Work required: Based on the entries below, how many lines contain the word "ValueEnum"? Respond with only the number.

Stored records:
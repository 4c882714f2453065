//! Coordinate errors.

use thiserror::Error;

/// Errors raised when building a [`Square`](crate::Square) from raw values.
#[derive(Debug, Error, PartialEq, Eq)]
pub enum SquareError {
    #[error("square index {0} is outside 0-63")]
    IndexOutOfRange(u8),

    #[error("coordinates ({file}, {rank}) are outside 0-7")]
    CoordinatesOutOfRange { file: u8, rank: u8 },

    #[error("invalid algebraic square: '{0}'")]
    InvalidAlgebraic(String),
}
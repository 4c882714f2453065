//! Step and ray vectors over square indices.
//!
//! A vector is a signed offset added to a square index. Moving "up" the
//! board (towards row 0) is `-8`, moving right is `+1`. Use
//! [`Square::offset`] to apply one so that row wraps are rejected.

use crate::Square;

/// Diagonal ray directions.
pub const DIAGONAL: [i8; 4] = [-9, -7, 7, 9];

/// Orthogonal ray directions.
pub const ORTHOGONAL: [i8; 4] = [-1, 1, -8, 8];

/// All eight ray directions, diagonals first.
pub const QUEEN: [i8; 8] = [-9, -7, 7, 9, -1, 1, -8, 8];

/// Knight jumps.
pub const KNIGHT: [i8; 8] = [-17, -15, -6, 10, 17, 15, 6, -10];

/// King steps.
pub const KING: [i8; 8] = [1, -1, 8, -8, -9, 9, -7, 7];

/// Returns true for a unit diagonal direction.
#[inline]
pub const fn is_diagonal(vector: i8) -> bool {
    matches!(vector, -9 | -7 | 7 | 9)
}

/// Returns true for a unit orthogonal direction.
#[inline]
pub const fn is_orthogonal(vector: i8) -> bool {
    matches!(vector, -1 | 1 | -8 | 8)
}

/// Returns true for a knight jump.
#[inline]
pub const fn is_knight_jump(vector: i8) -> bool {
    matches!(vector, -17 | -15 | -10 | -6 | 6 | 10 | 15 | 17)
}

/// Returns the unit direction leading from `from` to `to`, if both squares
/// share a row, column, or diagonal.
///
/// Uses column/row deltas rather than index arithmetic, so squares that only
/// look aligned because of a row wrap (e.g. h8 and a7) are not reported.
pub const fn direction_between(from: Square, to: Square) -> Option<i8> {
    if from.index() == to.index() {
        return None;
    }
    let dc = to.col() as i8 - from.col() as i8;
    let dr = to.row() as i8 - from.row() as i8;
    if dc != 0 && dr != 0 && dc.abs() != dr.abs() {
        return None;
    }
    Some(dr.signum() * 8 + dc.signum())
}

/// Iterator over the squares visited by repeatedly stepping along a vector,
/// not including the starting square.
#[derive(Debug, Clone)]
pub struct Ray {
    current: Option<Square>,
    vector: i8,
}

impl Iterator for Ray {
    type Item = Square;

    #[inline]
    fn next(&mut self) -> Option<Square> {
        let next = self.current?.offset(self.vector);
        self.current = next;
        next
    }
}

/// Walks from `from` along `vector` to the edge of the board.
#[inline]
pub const fn ray(from: Square, vector: i8) -> Ray {
    Ray {
        current: Some(from),
        vector,
    }
}

/// Returns the squares strictly between two aligned squares, nearest to
/// `from` first. Unaligned squares have nothing between them.
pub fn squares_between(from: Square, to: Square) -> impl Iterator<Item = Square> {
    let vector = direction_between(from, to);
    let walk = vector.map(|v| ray(from, v));
    walk.into_iter()
        .flatten()
        .take_while(move |&sq| sq != to)
}
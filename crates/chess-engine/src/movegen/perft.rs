//! Perft (performance test) for move generator validation.
//!
//! Perft counts the leaf nodes of the legal move tree to a fixed depth,
//! which can be compared against known-correct values. The board is walked
//! in place: every move is applied, counted below, and reversed again.

use std::fmt;
use std::time::Instant;

use crate::{Board, GameError, PieceId};

/// Counts the leaf nodes at the given depth.
///
/// Depth 0 counts the position itself; depth 1 counts the legal moves
/// without applying them.
pub fn perft(board: &mut Board, depth: u32) -> u64 {
    let start = Instant::now();
    let nodes = count_nodes(board, depth);
    tracing::debug!(
        depth,
        nodes,
        elapsed_ms = start.elapsed().as_millis() as u64,
        "perft finished"
    );
    nodes
}

fn count_nodes(board: &mut Board, depth: u32) -> u64 {
    if depth == 0 {
        return 1;
    }

    let ids: Vec<PieceId> = board.piece_ids(board.side_to_move()).collect();
    let mut nodes = 0u64;
    for id in ids {
        let moves = super::legal_moves(board, id);
        if depth == 1 {
            nodes += moves.len() as u64;
            continue;
        }
        for m in &moves {
            board.apply(m);
            nodes += count_nodes(board, depth - 1);
            board.reverse(m);
        }
    }
    nodes
}

/// Node counts below each root move, sorted by move notation.
#[derive(Debug, Clone, Default, PartialEq, Eq)]
pub struct PerftReport {
    pub nodes: u64,
    pub breakdown: Vec<(String, u64)>,
}

impl PerftReport {
    /// Node count below `notation`, if it was a root move.
    pub fn count_for(&self, notation: &str) -> Option<u64> {
        self.breakdown
            .iter()
            .find(|(m, _)| m == notation)
            .map(|&(_, n)| n)
    }
}

/// Renders the breakdown as `a2a3: 8457,a2a4: 9329,...`.
impl fmt::Display for PerftReport {
    fn fmt(&self, f: &mut fmt::Formatter<'_>) -> fmt::Result {
        for (i, (notation, nodes)) in self.breakdown.iter().enumerate() {
            if i > 0 {
                f.write_str(",")?;
            }
            write!(f, "{}: {}", notation, nodes)?;
        }
        Ok(())
    }
}

/// Perft with divide: the node count at `depth` split by root move.
pub fn perft_divide(board: &mut Board, depth: u32) -> PerftReport {
    if depth == 0 {
        return PerftReport {
            nodes: 1,
            breakdown: Vec::new(),
        };
    }

    let start = Instant::now();
    let moves = board.legal_moves();
    let mut breakdown = Vec::with_capacity(moves.len());
    for m in &moves {
        board.apply(m);
        let nodes = count_nodes(board, depth - 1);
        board.reverse(m);
        breakdown.push((m.notation(), nodes));
    }
    breakdown.sort();

    let nodes = breakdown.iter().map(|&(_, n)| n).sum();
    tracing::debug!(
        depth,
        nodes,
        elapsed_ms = start.elapsed().as_millis() as u64,
        "perft divide finished"
    );
    PerftReport { nodes, breakdown }
}

/// Plays `path` from the current position, runs [`perft_divide`] there, and
/// takes the moves back again.
///
/// On an unknown or illegal move in `path` the board is left as it was.
pub fn perft_divide_after(
    board: &mut Board,
    path: &[&str],
    depth: u32,
) -> Result<PerftReport, GameError> {
    let mut played = Vec::with_capacity(path.len());
    for notation in path {
        let Some(m) = board.find_move(notation) else {
            for m in played.iter().rev() {
                board.reverse(m);
            }
            return Err(GameError::IllegalMove((*notation).to_string()));
        };
        board.apply(&m);
        played.push(m);
    }

    let report = perft_divide(board, depth);
    for m in played.iter().rev() {
        board.reverse(m);
    }
    Ok(report)
}

#[cfg(test)]
mod tests {
    use super::*;

    #[test]
    fn perft_startpos_shallow() {
        let mut board = Board::startpos();
        assert_eq!(perft(&mut board, 0), 1);
        assert_eq!(perft(&mut board, 1), 20);
        assert_eq!(perft(&mut board, 2), 400);
        assert_eq!(perft(&mut board, 3), 8902);
    }

    #[test]
    fn perft_leaves_board_unchanged() {
        let mut board = Board::startpos();
        let before = board.clone();
        perft(&mut board, 3);
        assert_eq!(board, before);
    }

    #[test]
    fn divide_sums_to_total() {
        let mut board = Board::startpos();
        let report = perft_divide(&mut board, 3);
        assert_eq!(report.nodes, 8902);
        assert_eq!(report.breakdown.len(), 20);
        assert_eq!(report.count_for("a2a3"), Some(380));
        assert_eq!(report.count_for("g1f3"), Some(440));
        assert_eq!(report.count_for("e2e5"), None);
    }

    #[test]
    fn perft_agrees_with_divide_total() {
        let mut board = Board::from_fen("8/2p5/3p4/KP5r/1R3p1k/8/4P1P1/8 w - - 0 1").unwrap();
        let before = board.clone();
        for depth in 0..=3 {
            let nodes = perft(&mut board, depth);
            assert_eq!(nodes, count_nodes(&mut board, depth));
            assert_eq!(nodes, perft_divide(&mut board, depth).nodes);
        }
        assert_eq!(board, before);
    }

    #[test]
    fn divide_report_format() {
        let mut board = Board::startpos();
        let report = perft_divide(&mut board, 1);
        let text = report.to_string();
        assert!(text.starts_with("a2a3: 1,a2a4: 1,b1a3: 1"));
        assert!(text.ends_with("h2h4: 1"));
        assert_eq!(text.split(',').count(), 20);
    }

    #[test]
    fn divide_after_path() {
        let mut board = Board::startpos();
        let before = board.clone();
        let report = perft_divide_after(&mut board, &["e2e4", "e7e5"], 1).unwrap();
        assert_eq!(report.nodes, 29);
        assert_eq!(board, before);
    }

    #[test]
    fn divide_after_rejects_illegal_path() {
        let mut board = Board::startpos();
        let before = board.clone();
        let err = perft_divide_after(&mut board, &["e2e4", "e2e4"], 1).unwrap_err();
        assert_eq!(err, GameError::IllegalMove("e2e4".to_string()));
        assert_eq!(board, before);
    }
}
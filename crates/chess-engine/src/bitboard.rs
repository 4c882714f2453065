//! Square sets packed into a 64-bit integer.
//!
//! Each piece caches the squares it attacks as a [`Bitboard`]; the move
//! generator also uses them for pin lines and check-blocking squares.

use chess_core::Square;
use std::fmt;
use std::ops::{BitAnd, BitOr, BitOrAssign};

/// A set of squares, bit `n` standing for square index `n` (bit 0 = a8).
#[derive(Clone, Copy, PartialEq, Eq, Hash, Default)]
pub struct Bitboard(pub u64);

impl Bitboard {
    /// Empty bitboard (no squares set).
    pub const EMPTY: Bitboard = Bitboard(0);

    /// Creates a bitboard with a single square set.
    #[inline]
    pub const fn from_square(sq: Square) -> Self {
        Bitboard(1u64 << sq.index())
    }

    /// Returns true if the bitboard is empty.
    #[inline]
    pub const fn is_empty(self) -> bool {
        self.0 == 0
    }

    /// Returns the number of set squares.
    #[inline]
    pub const fn count(self) -> u32 {
        self.0.count_ones()
    }

    /// Returns true if the given square is set.
    #[inline]
    pub const fn contains(self, sq: Square) -> bool {
        (self.0 & (1u64 << sq.index())) != 0
    }

    /// Sets the given square.
    #[inline]
    pub fn set(&mut self, sq: Square) {
        self.0 |= 1u64 << sq.index();
    }

    /// Pops and returns the lowest-indexed square.
    #[inline]
    pub fn pop_lsb(&mut self) -> Option<Square> {
        if self.0 == 0 {
            return None;
        }
        let index = self.0.trailing_zeros() as u8;
        self.0 &= self.0 - 1;
        Square::from_index(index)
    }
}

impl FromIterator<Square> for Bitboard {
    fn from_iter<I: IntoIterator<Item = Square>>(iter: I) -> Self {
        let mut bb = Bitboard::EMPTY;
        for sq in iter {
            bb.set(sq);
        }
        bb
    }
}

impl BitAnd for Bitboard {
    type Output = Self;
    #[inline]
    fn bitand(self, rhs: Self) -> Self::Output {
        Bitboard(self.0 & rhs.0)
    }
}

impl BitOr for Bitboard {
    type Output = Self;
    #[inline]
    fn bitor(self, rhs: Self) -> Self::Output {
        Bitboard(self.0 | rhs.0)
    }
}

impl BitOrAssign for Bitboard {
    #[inline]
    fn bitor_assign(&mut self, rhs: Self) {
        self.0 |= rhs.0;
    }
}

impl fmt::Debug for Bitboard {
    fn fmt(&self, f: &mut fmt::Formatter<'_>) -> fmt::Result {
        writeln!(f, "Bitboard({:#018x})", self.0)?;
        for row in 0..8u8 {
            write!(f, "{} ", 8 - row)?;
            for col in 0..8u8 {
                let mark = if (self.0 >> (row * 8 + col)) & 1 == 1 {
                    'X'
                } else {
                    '.'
                };
                write!(f, "{} ", mark)?;
            }
            writeln!(f)?;
        }
        writeln!(f, "  a b c d e f g h")
    }
}

/// Iterator over set squares in ascending index order.
pub struct BitboardIter(Bitboard);

impl Iterator for BitboardIter {
    type Item = Square;

    #[inline]
    fn next(&mut self) -> Option<Self::Item> {
        self.0.pop_lsb()
    }

    #[inline]
    fn size_hint(&self) -> (usize, Option<usize>) {
        let count = self.0.count() as usize;
        (count, Some(count))
    }
}

impl IntoIterator for Bitboard {
    type Item = Square;
    type IntoIter = BitboardIter;

    #[inline]
    fn into_iter(self) -> Self::IntoIter {
        BitboardIter(self)
    }
}

#[cfg(test)]
mod tests {
    use super::*;

    #[test]
    fn bitboard_from_square() {
        let bb = Bitboard::from_square(Square::A8);
        assert_eq!(bb.0, 1);
        assert!(bb.contains(Square::A8));
        assert!(!bb.contains(Square::B8));
    }

    #[test]
    fn set_squares() {
        let mut bb = Bitboard::EMPTY;
        bb.set(Square::E1);
        bb.set(Square::E8);
        bb.set(Square::E1);
        assert_eq!(bb.count(), 2);
        assert!(bb.contains(Square::E1));
        assert!(!bb.contains(Square::from_algebraic("e2").unwrap()));
    }

    #[test]
    fn collect_and_iterate_in_index_order() {
        let bb: Bitboard = [Square::H1, Square::A8, Square::E1].into_iter().collect();
        let squares: Vec<Square> = bb.into_iter().collect();
        assert_eq!(squares, vec![Square::A8, Square::E1, Square::H1]);
    }

    #[test]
    fn set_operations() {
        let a = Bitboard::from_square(Square::A8) | Bitboard::from_square(Square::B8);
        let b = Bitboard::from_square(Square::B8);
        assert_eq!(a & b, b);
        assert!((b & Bitboard::from_square(Square::A8)).is_empty());
    }

    #[test]
    fn debug_draws_top_row_first() {
        let rendered = format!("{:?}", Bitboard::from_square(Square::A8));
        let first_row = rendered.lines().nth(1).unwrap();
        assert!(first_row.starts_with("8 X"));
    }
}
//! Moves as reversible commands.

use chess_core::{MoveFlag, MoveText, PieceKind, Square};
use std::fmt;

use crate::PieceId;

/// One ply transition, described against the position it was generated in.
///
/// A move is applied once with [`Board::apply`](crate::Board::apply) and
/// undone at most once with [`Board::reverse`](crate::Board::reverse), in
/// last-in-first-out order with any other moves. It records everything the
/// reverse needs that the board no longer knows after the apply, in
/// particular whether this was the mover's first move.
#[derive(Clone, Copy, PartialEq, Eq, Hash)]
pub struct Move {
    pub(crate) from: Square,
    pub(crate) to: Square,
    pub(crate) piece: PieceId,
    pub(crate) captured: Option<PieceId>,
    pub(crate) flag: MoveFlag,
    pub(crate) first_move: bool,
}

impl Move {
    #[inline]
    pub const fn from(&self) -> Square {
        self.from
    }

    #[inline]
    pub const fn to(&self) -> Square {
        self.to
    }

    /// The moving piece.
    #[inline]
    pub const fn piece(&self) -> PieceId {
        self.piece
    }

    /// The captured piece. For en passant it stands beside the origin, not
    /// on the destination.
    #[inline]
    pub const fn captured(&self) -> Option<PieceId> {
        self.captured
    }

    #[inline]
    pub const fn flag(&self) -> MoveFlag {
        self.flag
    }

    #[inline]
    pub const fn is_castle(&self) -> bool {
        self.flag.is_castling()
    }

    #[inline]
    pub const fn is_en_passant(&self) -> bool {
        matches!(self.flag, MoveFlag::EnPassant)
    }

    #[inline]
    pub const fn promotion(&self) -> Option<PieceKind> {
        self.flag.promotion_piece()
    }

    /// Whether the mover had not moved before this move was generated.
    #[inline]
    pub const fn is_first_move(&self) -> bool {
        self.first_move
    }

    /// The printable form of this move.
    #[inline]
    pub const fn text(&self) -> MoveText {
        MoveText::new(self.from, self.to, self.promotion())
    }

    /// Algebraic notation, e.g. `e2e4` or `d7c8q`.
    pub fn notation(&self) -> String {
        self.text().to_string()
    }
}

impl fmt::Debug for Move {
    fn fmt(&self, f: &mut fmt::Formatter<'_>) -> fmt::Result {
        write!(f, "Move({}, {:?})", self.text(), self.flag)
    }
}

impl fmt::Display for Move {
    fn fmt(&self, f: &mut fmt::Formatter<'_>) -> fmt::Result {
        write!(f, "{}", self.text())
    }
}
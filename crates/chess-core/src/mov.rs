//! Move tags and move notation.

use crate::{PieceKind, Square};
use std::fmt;

/// Flags for special move types.
#[derive(Debug, Clone, Copy, PartialEq, Eq, Hash)]
#[repr(u8)]
pub enum MoveFlag {
    /// Normal move or capture.
    Normal = 0,
    /// Pawn advancing two squares from its starting square.
    DoublePush = 1,
    /// Castling towards the rook three files away.
    CastleKingside = 2,
    /// Castling towards the rook four files away.
    CastleQueenside = 3,
    /// En passant capture.
    EnPassant = 4,
    /// Pawn promotion to knight.
    PromoteKnight = 5,
    /// Pawn promotion to bishop.
    PromoteBishop = 6,
    /// Pawn promotion to rook.
    PromoteRook = 7,
    /// Pawn promotion to queen.
    PromoteQueen = 8,
}

impl MoveFlag {
    /// Returns the promotion flag for a piece kind.
    #[inline]
    pub const fn promote_to(kind: PieceKind) -> Option<MoveFlag> {
        match kind {
            PieceKind::Knight => Some(MoveFlag::PromoteKnight),
            PieceKind::Bishop => Some(MoveFlag::PromoteBishop),
            PieceKind::Rook => Some(MoveFlag::PromoteRook),
            PieceKind::Queen => Some(MoveFlag::PromoteQueen),
            PieceKind::Pawn | PieceKind::King => None,
        }
    }

    /// Returns the promotion piece if this is a promotion move.
    #[inline]
    pub const fn promotion_piece(self) -> Option<PieceKind> {
        match self {
            MoveFlag::PromoteKnight => Some(PieceKind::Knight),
            MoveFlag::PromoteBishop => Some(PieceKind::Bishop),
            MoveFlag::PromoteRook => Some(PieceKind::Rook),
            MoveFlag::PromoteQueen => Some(PieceKind::Queen),
            _ => None,
        }
    }

    /// Returns true if this is a promotion move.
    #[inline]
    pub const fn is_promotion(self) -> bool {
        self.promotion_piece().is_some()
    }

    /// Returns true if this is a castling move.
    #[inline]
    pub const fn is_castling(self) -> bool {
        matches!(self, MoveFlag::CastleKingside | MoveFlag::CastleQueenside)
    }
}

/// The printable form of a move: origin, destination, optional promotion.
///
/// Prints as origin square + destination square + promotion letter, e.g.
/// `e2e4` or `d7c8q`.
#[derive(Debug, Clone, Copy, PartialEq, Eq, Hash)]
pub struct MoveText {
    pub from: Square,
    pub to: Square,
    pub promotion: Option<PieceKind>,
}

impl MoveText {
    pub const fn new(from: Square, to: Square, promotion: Option<PieceKind>) -> Self {
        MoveText {
            from,
            to,
            promotion,
        }
    }

    /// Parses `e2e4` / `e7e8q` notation. Returns `None` on malformed text or
    /// a promotion letter that is not one of `q`, `r`, `b`, `n`.
    pub fn parse(s: &str) -> Option<Self> {
        if !s.is_ascii() || s.len() < 4 || s.len() > 5 {
            return None;
        }
        let from = Square::from_algebraic(&s[0..2])?;
        let to = Square::from_algebraic(&s[2..4])?;
        let promotion = match s[4..].chars().next() {
            Some(c) => Some(PieceKind::from_promotion_char(c)?),
            None => None,
        };
        Some(MoveText::new(from, to, promotion))
    }
}

impl fmt::Display for MoveText {
    fn fmt(&self, f: &mut fmt::Formatter<'_>) -> fmt::Result {
        write!(f, "{}{}", self.from, self.to)?;
        if let Some(kind) = self.promotion {
            write!(f, "{}", kind.letter())?;
        }
        Ok(())
    }
}
//! Perft runner - counts leaf nodes of the legal move tree.
//!
//! Sets up a position, optionally plays a move sequence, and enumerates all
//! legal continuations to the requested depth.

use std::time::Instant;

use anyhow::Context;
use chess_core::Color;
use chess_engine::{perft, perft_divide, Board, Game};
use clap::{Parser, ValueEnum};
use tracing_subscriber::EnvFilter;

/// Perft - counts the positions reachable in a number of plies.
#[derive(Parser)]
#[command(name = "perft")]
#[command(about = "Counts leaf nodes of the legal move tree")]
struct Args {
    /// Position to start from, in FEN [default: the standard start position]
    #[arg(long)]
    fen: Option<String>,

    /// Number of plies to enumerate
    #[arg(long, default_value = "4")]
    depth: u32,

    /// Print the node count below each root move
    #[arg(long)]
    divide: bool,

    /// Moves to play before enumerating, e.g. `e2e4,e7e5`
    #[arg(long, value_delimiter = ',')]
    moves: Vec<String>,

    /// Color at the bottom of the start position; ignored with --fen
    #[arg(long, value_enum, default_value = "white")]
    perspective: Perspective,
}

#[derive(Clone, Copy, ValueEnum)]
enum Perspective {
    White,
    Black,
}

impl From<Perspective> for Color {
    fn from(p: Perspective) -> Self {
        match p {
            Perspective::White => Color::White,
            Perspective::Black => Color::Black,
        }
    }
}

fn main() -> anyhow::Result<()> {
    tracing_subscriber::fmt()
        .with_env_filter(EnvFilter::try_from_default_env().unwrap_or_else(|_| EnvFilter::new("info")))
        .init();
    let args = Args::parse();

    let board = match &args.fen {
        Some(fen) => Board::from_fen(fen).with_context(|| format!("invalid FEN: {fen}"))?,
        None => Board::new(args.perspective.into()),
    };

    let mut game = Game::from_board(board);
    for notation in &args.moves {
        game.play(notation)
            .with_context(|| format!("cannot play {notation}"))?;
    }
    let mut board = game.into_board();
    tracing::info!(depth = args.depth, side_to_move = %board.side_to_move(), "running perft");

    let start = Instant::now();
    let nodes = if args.divide {
        let report = perft_divide(&mut board, args.depth);
        for (notation, count) in &report.breakdown {
            println!("{notation}: {count}");
        }
        println!();
        report.nodes
    } else {
        perft(&mut board, args.depth)
    };
    let elapsed = start.elapsed();

    println!("Nodes searched: {nodes}");
    let nps = nodes as f64 / elapsed.as_secs_f64().max(f64::EPSILON);
    tracing::info!(
        nodes,
        elapsed_ms = elapsed.as_millis() as u64,
        nps = nps as u64,
        "perft finished"
    );
    Ok(())
}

Answer to the exercise: 2